Task requirements: Every line in the records below that holds "return" must be identified and copied.

Source data:
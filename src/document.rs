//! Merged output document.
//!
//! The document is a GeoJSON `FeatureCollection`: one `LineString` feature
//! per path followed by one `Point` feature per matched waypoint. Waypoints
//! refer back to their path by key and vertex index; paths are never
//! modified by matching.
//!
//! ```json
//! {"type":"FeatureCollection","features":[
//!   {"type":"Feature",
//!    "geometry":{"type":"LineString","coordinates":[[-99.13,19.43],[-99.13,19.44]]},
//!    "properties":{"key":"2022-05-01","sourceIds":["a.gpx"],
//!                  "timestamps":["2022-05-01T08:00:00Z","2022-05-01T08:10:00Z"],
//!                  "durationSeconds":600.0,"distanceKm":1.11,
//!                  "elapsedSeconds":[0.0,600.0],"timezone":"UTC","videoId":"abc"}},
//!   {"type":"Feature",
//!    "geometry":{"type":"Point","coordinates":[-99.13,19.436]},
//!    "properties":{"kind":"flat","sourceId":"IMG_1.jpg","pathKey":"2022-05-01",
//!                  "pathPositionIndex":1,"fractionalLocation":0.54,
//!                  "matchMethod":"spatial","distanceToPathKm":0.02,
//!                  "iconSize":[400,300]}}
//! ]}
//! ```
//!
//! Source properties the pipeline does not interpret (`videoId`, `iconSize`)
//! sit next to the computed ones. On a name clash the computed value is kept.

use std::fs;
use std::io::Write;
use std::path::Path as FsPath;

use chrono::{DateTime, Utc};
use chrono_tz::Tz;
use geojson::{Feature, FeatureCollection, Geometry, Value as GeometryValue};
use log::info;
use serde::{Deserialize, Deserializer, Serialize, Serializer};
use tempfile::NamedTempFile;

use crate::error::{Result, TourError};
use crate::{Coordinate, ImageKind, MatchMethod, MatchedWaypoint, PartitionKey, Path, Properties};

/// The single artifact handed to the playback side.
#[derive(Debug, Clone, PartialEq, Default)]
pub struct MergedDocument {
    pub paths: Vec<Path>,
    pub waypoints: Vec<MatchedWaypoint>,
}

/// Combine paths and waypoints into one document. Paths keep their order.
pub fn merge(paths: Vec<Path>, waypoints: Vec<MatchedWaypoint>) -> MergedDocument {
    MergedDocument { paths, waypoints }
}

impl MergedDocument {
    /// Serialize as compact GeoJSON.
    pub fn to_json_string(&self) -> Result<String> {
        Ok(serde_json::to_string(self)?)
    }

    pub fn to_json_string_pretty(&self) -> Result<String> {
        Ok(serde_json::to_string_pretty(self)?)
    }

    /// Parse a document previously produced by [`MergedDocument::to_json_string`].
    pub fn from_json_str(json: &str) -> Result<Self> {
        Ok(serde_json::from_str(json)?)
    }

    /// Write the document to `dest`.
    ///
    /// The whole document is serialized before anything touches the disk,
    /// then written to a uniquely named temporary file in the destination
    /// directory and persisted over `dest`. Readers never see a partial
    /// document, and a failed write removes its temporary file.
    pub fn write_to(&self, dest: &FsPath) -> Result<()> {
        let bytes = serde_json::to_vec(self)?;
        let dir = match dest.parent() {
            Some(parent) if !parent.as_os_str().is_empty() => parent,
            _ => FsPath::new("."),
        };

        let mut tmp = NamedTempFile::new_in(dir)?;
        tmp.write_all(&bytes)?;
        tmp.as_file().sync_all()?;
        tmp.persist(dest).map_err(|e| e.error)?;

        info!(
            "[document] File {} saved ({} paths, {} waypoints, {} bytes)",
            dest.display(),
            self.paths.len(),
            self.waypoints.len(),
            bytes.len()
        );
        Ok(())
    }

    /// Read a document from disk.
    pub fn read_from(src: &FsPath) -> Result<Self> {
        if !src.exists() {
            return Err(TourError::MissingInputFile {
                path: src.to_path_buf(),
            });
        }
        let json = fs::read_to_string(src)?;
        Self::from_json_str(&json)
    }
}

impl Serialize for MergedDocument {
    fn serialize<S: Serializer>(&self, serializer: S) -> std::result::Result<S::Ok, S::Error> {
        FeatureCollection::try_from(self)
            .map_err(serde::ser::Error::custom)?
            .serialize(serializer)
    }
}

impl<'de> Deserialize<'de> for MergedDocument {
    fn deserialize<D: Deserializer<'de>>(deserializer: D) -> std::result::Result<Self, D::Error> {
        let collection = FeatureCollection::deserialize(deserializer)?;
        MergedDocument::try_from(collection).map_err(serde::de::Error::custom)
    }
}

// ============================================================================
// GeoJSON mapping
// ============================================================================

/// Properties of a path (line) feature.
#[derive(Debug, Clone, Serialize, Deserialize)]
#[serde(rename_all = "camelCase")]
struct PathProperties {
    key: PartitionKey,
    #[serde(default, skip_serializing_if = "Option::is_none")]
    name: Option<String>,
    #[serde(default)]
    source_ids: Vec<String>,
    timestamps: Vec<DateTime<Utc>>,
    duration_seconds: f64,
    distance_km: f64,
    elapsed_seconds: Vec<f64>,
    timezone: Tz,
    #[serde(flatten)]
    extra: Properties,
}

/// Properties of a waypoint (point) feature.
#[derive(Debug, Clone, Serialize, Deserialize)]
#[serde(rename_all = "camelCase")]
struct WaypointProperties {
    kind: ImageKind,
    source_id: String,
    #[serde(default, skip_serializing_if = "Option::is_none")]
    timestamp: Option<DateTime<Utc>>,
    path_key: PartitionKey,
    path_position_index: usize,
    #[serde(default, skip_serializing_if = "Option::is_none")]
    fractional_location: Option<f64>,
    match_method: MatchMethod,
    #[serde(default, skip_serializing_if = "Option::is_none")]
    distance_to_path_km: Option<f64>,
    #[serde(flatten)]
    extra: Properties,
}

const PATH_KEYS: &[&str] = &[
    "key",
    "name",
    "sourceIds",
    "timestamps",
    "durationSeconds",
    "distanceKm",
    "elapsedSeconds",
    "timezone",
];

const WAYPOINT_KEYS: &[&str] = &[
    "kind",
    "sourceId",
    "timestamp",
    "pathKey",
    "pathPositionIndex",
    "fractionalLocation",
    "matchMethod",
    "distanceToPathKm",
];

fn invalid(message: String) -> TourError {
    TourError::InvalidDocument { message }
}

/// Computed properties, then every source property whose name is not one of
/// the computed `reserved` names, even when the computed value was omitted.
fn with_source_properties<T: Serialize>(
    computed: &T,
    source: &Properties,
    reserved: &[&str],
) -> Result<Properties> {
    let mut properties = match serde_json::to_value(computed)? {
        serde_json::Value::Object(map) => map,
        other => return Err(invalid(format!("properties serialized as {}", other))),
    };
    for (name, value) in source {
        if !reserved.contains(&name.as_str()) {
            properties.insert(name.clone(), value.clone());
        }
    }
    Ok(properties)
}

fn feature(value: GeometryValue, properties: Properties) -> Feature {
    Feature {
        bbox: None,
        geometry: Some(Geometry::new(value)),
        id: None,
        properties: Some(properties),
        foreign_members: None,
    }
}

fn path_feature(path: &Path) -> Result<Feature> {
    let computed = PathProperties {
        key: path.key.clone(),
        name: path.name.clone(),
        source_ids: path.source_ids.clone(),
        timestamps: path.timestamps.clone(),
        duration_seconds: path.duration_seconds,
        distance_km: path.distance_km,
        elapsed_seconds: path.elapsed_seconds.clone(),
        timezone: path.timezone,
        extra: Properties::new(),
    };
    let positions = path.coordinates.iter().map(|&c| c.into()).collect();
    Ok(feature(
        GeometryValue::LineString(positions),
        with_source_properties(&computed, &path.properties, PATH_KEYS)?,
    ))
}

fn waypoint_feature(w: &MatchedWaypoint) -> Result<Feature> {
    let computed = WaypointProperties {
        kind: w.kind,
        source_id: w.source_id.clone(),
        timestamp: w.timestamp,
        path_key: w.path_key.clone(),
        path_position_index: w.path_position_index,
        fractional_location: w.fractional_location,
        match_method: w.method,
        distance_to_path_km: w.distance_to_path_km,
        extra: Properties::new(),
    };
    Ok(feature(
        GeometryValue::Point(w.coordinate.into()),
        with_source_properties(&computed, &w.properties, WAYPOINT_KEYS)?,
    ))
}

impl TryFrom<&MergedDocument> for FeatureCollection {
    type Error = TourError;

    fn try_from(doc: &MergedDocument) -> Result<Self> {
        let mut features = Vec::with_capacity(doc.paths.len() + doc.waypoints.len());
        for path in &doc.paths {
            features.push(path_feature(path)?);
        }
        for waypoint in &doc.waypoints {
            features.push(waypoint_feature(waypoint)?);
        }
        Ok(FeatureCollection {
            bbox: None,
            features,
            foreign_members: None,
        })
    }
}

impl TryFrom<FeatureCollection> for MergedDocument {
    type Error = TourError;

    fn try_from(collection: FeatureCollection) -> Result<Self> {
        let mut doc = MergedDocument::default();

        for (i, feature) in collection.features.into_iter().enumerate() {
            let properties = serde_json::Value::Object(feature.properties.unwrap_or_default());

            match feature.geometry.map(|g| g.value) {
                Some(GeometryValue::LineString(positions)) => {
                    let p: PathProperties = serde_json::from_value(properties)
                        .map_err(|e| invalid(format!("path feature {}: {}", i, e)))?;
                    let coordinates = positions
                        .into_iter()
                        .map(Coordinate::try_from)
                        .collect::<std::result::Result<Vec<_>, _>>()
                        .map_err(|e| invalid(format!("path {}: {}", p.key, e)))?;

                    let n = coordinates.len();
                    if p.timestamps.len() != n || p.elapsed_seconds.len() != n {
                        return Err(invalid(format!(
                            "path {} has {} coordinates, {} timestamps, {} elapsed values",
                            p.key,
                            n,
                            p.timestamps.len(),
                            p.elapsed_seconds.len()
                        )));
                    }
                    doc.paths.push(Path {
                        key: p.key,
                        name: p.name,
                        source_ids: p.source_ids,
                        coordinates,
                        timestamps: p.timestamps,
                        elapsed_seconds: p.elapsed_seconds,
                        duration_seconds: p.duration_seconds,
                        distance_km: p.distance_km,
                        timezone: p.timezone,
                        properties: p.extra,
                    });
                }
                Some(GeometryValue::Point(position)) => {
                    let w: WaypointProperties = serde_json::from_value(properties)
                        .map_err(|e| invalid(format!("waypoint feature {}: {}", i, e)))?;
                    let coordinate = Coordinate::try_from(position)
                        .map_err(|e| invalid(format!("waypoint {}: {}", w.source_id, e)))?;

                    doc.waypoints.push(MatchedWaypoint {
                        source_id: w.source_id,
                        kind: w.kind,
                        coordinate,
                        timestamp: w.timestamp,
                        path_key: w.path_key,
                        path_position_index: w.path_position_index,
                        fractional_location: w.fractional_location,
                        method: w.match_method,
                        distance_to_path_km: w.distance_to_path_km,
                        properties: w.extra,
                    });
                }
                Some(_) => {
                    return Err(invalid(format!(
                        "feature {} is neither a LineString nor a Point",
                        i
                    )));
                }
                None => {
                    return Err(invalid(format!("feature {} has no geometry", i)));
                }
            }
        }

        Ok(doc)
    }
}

Answer space:
            return Err(TourError::MissingInputFile {
        other => return Err(invalid(format!("properties serialized as {}", other))),
                        return Err(invalid(format!(
                    return Err(invalid(format!(
                    return Err(invalid(format!("feature {} has no geometry", i)));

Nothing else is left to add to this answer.